Stored items
>>

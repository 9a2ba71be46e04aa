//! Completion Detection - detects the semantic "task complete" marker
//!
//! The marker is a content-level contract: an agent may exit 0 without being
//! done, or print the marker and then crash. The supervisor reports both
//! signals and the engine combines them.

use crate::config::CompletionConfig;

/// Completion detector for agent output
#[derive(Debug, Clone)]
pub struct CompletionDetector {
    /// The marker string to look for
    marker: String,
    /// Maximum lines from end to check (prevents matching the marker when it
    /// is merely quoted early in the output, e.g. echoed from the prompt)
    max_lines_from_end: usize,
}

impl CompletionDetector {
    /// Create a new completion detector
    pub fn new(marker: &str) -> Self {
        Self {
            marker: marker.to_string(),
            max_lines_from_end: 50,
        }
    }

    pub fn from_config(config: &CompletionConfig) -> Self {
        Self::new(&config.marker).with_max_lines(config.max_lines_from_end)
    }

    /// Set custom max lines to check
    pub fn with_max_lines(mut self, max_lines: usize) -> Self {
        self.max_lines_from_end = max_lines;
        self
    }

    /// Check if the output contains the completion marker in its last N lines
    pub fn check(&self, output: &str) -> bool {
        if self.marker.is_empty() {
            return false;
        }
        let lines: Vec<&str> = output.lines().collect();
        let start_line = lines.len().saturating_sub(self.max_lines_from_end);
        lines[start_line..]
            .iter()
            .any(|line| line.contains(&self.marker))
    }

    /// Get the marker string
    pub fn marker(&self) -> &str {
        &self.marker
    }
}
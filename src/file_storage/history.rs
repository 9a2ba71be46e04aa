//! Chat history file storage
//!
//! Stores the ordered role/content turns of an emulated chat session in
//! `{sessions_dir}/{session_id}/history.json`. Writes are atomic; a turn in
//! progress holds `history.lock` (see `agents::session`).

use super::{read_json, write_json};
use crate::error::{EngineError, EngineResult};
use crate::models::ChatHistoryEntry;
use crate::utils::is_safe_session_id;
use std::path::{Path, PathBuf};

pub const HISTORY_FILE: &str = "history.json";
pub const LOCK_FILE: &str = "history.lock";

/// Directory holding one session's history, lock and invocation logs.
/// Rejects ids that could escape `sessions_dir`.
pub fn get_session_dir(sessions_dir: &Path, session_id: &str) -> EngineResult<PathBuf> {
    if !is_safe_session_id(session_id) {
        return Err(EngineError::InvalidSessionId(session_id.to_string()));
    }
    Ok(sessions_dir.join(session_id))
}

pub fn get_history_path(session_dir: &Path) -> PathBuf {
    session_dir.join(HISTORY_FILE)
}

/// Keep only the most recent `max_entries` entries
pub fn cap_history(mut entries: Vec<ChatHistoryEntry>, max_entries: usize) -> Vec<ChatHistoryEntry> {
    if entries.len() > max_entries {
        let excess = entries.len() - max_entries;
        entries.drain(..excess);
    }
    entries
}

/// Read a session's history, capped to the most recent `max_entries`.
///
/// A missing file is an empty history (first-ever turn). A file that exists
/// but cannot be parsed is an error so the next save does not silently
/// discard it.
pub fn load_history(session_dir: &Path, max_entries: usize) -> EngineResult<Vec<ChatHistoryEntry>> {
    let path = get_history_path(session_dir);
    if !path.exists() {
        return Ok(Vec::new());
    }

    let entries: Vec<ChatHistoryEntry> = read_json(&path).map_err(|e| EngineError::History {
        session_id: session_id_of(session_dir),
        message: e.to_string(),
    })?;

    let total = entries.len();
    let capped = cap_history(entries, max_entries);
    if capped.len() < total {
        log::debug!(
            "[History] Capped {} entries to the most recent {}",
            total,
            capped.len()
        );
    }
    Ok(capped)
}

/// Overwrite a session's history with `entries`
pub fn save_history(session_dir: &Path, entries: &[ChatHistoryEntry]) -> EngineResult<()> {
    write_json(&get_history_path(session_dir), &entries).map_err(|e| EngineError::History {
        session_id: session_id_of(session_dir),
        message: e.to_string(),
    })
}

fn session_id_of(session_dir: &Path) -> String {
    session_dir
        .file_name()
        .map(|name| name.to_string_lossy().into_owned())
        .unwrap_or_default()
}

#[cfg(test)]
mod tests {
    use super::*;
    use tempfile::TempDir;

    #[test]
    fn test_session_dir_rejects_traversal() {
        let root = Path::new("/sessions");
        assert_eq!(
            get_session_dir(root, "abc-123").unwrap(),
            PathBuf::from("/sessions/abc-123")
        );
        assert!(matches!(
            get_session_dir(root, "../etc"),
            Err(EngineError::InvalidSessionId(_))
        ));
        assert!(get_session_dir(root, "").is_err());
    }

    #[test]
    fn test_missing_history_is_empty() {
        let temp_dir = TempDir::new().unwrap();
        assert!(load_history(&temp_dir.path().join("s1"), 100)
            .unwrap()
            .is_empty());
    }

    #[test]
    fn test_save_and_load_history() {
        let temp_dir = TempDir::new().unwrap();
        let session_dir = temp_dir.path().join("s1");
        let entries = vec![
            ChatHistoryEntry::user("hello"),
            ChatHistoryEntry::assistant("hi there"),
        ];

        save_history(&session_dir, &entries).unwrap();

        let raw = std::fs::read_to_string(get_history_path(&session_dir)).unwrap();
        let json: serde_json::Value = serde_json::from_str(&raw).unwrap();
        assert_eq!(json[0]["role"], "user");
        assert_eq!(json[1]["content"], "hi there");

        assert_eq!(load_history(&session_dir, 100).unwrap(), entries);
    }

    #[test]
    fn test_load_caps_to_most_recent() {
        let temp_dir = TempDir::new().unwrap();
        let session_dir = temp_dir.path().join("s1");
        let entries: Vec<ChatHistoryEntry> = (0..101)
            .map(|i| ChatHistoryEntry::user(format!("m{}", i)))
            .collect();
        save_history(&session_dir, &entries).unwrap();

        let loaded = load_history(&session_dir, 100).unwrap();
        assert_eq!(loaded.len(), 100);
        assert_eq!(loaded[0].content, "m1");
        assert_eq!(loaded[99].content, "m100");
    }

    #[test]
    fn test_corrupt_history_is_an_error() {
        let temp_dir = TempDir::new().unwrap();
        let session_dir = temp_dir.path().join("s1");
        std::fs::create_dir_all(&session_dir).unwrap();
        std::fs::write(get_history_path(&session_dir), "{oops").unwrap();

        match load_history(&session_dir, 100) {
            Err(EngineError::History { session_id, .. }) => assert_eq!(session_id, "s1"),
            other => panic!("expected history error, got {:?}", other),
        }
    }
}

<<
>>

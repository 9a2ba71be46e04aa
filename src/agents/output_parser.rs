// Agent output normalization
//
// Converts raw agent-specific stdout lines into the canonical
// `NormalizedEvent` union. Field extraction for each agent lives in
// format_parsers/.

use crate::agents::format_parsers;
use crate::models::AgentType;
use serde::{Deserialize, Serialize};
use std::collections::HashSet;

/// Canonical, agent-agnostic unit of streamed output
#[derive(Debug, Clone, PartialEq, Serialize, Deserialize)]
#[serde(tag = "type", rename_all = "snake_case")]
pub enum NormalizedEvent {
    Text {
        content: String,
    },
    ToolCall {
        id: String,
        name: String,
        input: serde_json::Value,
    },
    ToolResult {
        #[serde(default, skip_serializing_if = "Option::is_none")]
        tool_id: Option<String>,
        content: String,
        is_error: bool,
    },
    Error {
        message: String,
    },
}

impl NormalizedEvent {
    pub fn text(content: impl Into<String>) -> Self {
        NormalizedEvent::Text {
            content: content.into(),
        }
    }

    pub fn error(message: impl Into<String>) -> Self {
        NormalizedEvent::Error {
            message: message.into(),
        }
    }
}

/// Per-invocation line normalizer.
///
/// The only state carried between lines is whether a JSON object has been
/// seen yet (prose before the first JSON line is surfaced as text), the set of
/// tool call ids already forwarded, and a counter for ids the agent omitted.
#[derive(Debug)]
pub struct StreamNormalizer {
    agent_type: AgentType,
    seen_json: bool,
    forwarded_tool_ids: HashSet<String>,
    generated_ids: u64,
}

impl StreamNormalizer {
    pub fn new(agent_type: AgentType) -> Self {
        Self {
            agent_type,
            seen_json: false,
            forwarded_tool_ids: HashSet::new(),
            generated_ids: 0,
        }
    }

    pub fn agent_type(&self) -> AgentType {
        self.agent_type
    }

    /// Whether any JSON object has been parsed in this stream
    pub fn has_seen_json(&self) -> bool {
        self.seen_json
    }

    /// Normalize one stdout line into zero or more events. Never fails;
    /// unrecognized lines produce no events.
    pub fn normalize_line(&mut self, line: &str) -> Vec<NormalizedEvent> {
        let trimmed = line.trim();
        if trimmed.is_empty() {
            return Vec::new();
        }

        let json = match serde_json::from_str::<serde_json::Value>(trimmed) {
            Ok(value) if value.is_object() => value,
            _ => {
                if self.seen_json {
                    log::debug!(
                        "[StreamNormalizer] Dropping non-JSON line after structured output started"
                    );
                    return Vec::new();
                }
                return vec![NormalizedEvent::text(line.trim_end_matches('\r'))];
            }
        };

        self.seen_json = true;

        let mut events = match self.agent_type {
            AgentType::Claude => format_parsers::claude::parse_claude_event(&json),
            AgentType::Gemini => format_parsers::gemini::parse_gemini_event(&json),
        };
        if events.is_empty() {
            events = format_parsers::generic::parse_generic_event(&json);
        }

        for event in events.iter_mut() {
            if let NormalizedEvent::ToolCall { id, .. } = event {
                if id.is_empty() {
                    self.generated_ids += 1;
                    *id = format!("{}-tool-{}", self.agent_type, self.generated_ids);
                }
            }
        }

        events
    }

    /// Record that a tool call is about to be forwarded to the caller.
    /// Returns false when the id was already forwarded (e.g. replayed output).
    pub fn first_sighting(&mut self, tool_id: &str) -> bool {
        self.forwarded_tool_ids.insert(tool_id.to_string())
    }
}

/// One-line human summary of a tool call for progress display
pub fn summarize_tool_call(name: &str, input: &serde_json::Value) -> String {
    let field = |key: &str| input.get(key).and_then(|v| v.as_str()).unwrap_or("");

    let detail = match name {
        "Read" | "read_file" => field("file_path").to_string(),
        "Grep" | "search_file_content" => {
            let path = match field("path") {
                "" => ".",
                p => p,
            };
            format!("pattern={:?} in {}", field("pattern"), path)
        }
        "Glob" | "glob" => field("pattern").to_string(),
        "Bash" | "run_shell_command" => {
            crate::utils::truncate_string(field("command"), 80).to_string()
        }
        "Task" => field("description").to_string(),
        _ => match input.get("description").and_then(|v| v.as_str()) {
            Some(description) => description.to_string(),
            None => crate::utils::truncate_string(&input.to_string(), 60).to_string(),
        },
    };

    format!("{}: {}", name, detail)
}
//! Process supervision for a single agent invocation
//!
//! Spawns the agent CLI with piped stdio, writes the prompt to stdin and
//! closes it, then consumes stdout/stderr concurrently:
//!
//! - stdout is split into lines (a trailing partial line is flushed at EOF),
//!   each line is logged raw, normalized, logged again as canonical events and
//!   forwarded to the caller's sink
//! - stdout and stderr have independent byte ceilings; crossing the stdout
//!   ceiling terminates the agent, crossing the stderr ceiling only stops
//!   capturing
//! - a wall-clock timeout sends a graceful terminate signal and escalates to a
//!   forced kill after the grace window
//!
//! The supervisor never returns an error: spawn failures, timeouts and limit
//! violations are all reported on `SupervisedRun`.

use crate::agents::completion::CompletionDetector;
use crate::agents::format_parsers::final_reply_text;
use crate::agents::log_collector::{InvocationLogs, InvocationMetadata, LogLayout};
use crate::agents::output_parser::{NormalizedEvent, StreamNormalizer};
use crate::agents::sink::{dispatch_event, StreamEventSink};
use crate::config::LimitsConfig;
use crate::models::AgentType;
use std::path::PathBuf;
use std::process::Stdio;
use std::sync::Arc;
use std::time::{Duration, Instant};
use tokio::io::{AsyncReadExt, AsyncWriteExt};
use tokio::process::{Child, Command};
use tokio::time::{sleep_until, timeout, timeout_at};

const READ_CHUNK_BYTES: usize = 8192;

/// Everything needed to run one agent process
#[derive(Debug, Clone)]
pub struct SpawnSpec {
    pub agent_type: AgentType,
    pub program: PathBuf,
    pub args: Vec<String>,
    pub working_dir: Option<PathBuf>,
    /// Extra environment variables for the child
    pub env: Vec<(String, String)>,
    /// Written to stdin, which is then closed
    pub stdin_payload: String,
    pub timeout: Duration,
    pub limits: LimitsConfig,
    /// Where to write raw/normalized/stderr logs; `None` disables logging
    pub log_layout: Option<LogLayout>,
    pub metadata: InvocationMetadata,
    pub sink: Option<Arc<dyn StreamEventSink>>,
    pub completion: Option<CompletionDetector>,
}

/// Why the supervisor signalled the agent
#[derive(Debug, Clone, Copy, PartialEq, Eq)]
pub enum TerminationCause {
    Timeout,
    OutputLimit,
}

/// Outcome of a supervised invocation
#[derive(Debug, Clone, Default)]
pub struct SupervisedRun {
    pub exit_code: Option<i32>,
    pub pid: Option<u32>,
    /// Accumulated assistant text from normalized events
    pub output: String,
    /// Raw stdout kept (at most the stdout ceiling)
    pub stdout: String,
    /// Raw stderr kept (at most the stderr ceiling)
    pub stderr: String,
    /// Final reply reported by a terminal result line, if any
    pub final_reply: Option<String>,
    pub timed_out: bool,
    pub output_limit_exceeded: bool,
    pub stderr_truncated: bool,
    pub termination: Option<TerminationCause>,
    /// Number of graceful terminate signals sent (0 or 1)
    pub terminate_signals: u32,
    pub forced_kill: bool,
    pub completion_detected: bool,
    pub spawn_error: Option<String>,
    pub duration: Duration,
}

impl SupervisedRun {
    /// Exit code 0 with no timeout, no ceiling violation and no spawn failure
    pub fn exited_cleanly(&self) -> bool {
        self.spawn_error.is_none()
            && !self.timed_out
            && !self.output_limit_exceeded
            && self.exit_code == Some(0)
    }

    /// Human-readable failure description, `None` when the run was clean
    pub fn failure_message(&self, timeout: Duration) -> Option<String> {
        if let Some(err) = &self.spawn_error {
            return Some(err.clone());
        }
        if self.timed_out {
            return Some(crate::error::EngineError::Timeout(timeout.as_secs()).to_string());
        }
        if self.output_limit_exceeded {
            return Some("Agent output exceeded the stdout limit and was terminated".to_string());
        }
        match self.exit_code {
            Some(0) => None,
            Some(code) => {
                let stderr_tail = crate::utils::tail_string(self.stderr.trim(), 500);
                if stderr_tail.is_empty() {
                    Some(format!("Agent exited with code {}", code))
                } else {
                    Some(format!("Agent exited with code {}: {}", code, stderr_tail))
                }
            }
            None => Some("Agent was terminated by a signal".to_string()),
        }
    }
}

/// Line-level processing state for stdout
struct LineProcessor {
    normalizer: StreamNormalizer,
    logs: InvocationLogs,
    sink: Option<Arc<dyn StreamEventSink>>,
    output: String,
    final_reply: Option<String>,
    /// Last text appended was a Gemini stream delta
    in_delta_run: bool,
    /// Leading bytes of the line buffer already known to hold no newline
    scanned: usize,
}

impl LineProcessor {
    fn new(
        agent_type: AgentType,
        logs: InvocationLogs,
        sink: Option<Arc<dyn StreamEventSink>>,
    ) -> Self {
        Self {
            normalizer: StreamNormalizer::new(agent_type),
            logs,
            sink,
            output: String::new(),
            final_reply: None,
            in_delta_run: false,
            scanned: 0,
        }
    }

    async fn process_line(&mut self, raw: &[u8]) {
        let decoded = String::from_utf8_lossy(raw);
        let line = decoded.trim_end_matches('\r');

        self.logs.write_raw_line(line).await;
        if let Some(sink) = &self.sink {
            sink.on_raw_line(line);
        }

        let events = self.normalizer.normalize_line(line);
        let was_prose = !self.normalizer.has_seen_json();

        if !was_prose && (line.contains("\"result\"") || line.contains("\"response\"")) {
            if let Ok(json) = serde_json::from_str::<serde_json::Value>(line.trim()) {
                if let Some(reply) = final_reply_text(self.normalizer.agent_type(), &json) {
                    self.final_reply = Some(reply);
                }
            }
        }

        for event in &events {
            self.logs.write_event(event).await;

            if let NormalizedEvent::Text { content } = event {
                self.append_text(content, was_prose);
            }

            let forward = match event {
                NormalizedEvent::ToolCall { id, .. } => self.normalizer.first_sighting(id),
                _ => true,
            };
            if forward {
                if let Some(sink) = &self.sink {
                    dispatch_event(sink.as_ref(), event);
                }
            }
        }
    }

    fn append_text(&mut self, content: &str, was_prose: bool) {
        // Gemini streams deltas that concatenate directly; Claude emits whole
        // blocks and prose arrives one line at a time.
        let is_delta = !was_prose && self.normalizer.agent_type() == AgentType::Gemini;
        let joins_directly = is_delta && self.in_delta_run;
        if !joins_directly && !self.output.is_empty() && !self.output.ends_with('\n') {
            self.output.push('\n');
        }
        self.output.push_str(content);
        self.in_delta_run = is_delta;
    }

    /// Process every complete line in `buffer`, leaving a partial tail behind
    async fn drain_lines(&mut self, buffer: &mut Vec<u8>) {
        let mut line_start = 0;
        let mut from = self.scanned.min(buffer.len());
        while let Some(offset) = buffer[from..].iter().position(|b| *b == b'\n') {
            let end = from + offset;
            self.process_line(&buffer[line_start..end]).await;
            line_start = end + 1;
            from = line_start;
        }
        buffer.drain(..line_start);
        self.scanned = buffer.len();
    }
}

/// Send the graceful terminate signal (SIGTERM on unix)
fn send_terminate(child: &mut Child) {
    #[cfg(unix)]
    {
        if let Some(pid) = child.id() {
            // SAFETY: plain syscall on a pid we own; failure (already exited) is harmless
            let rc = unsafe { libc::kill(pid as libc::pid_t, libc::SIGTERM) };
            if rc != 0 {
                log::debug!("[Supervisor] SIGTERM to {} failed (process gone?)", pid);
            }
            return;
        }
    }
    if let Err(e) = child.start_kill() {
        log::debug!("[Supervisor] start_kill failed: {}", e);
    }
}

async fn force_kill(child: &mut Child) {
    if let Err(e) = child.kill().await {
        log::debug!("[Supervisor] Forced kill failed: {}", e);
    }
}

<<
>>

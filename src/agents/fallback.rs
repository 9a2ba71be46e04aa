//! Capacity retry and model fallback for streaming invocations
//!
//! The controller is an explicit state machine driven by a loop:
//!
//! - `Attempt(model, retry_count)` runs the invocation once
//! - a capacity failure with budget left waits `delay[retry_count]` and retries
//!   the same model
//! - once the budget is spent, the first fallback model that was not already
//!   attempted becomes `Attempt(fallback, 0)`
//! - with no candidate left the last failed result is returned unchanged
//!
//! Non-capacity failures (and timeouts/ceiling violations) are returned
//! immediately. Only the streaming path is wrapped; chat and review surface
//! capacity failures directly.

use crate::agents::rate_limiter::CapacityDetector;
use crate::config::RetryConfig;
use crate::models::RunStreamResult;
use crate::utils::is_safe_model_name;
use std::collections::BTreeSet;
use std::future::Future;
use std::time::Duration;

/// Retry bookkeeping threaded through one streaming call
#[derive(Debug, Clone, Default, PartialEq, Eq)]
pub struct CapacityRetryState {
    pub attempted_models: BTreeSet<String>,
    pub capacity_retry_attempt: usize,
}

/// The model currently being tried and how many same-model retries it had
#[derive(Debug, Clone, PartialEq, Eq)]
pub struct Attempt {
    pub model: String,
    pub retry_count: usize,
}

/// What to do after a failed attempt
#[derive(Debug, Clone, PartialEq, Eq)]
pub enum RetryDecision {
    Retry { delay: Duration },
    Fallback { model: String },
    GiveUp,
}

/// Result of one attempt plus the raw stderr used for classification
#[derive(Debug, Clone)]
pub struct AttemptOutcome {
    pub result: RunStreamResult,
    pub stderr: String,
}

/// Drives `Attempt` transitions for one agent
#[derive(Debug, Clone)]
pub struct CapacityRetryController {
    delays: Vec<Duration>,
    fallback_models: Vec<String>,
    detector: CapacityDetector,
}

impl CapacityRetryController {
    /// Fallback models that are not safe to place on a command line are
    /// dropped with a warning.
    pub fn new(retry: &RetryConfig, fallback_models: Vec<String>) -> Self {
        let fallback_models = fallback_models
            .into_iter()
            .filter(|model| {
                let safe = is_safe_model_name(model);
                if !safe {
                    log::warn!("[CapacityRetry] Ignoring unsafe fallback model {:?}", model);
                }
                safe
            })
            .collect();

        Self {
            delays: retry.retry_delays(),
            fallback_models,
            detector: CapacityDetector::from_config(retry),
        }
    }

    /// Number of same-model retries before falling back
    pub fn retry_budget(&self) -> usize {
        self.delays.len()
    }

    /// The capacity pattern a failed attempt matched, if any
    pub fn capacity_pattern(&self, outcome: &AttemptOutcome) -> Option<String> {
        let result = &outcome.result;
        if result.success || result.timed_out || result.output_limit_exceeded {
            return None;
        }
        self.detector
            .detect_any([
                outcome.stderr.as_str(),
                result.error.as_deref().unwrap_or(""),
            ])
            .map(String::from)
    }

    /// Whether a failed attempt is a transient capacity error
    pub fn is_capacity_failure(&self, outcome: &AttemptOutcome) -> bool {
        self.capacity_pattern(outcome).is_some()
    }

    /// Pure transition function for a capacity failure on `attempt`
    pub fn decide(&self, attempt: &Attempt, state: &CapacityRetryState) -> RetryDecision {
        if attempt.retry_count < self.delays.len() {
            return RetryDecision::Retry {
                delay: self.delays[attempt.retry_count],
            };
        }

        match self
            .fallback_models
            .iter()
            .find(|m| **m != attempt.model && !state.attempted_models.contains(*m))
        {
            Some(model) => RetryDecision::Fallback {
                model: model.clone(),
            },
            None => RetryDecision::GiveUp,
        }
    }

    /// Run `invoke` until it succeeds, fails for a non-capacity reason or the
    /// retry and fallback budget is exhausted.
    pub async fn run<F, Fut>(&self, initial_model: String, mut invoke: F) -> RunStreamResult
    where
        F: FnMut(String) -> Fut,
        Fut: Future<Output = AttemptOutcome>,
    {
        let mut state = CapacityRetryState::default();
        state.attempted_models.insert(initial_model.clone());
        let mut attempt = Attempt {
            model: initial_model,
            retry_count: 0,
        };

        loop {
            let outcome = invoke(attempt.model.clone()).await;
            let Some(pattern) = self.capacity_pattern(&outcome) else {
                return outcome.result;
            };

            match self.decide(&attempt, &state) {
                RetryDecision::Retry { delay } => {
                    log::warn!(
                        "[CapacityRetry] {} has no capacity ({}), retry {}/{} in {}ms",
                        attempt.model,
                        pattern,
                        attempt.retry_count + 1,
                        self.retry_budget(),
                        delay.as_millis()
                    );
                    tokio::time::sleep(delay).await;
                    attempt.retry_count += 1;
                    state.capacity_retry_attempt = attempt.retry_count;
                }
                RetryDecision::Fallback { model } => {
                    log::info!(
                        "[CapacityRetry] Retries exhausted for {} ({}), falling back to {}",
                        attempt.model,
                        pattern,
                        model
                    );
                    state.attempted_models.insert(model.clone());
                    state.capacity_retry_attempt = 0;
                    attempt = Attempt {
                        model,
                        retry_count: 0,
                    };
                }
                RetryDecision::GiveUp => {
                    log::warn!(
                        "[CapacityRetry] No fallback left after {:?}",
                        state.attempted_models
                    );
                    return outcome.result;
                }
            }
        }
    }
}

<<

What to work on. Among the records above, which lines hold the word "decoded"? Copy each one.

Final answer.
        let decoded = String::from_utf8_lossy(raw);
        let line = decoded.trim_end_matches('\r');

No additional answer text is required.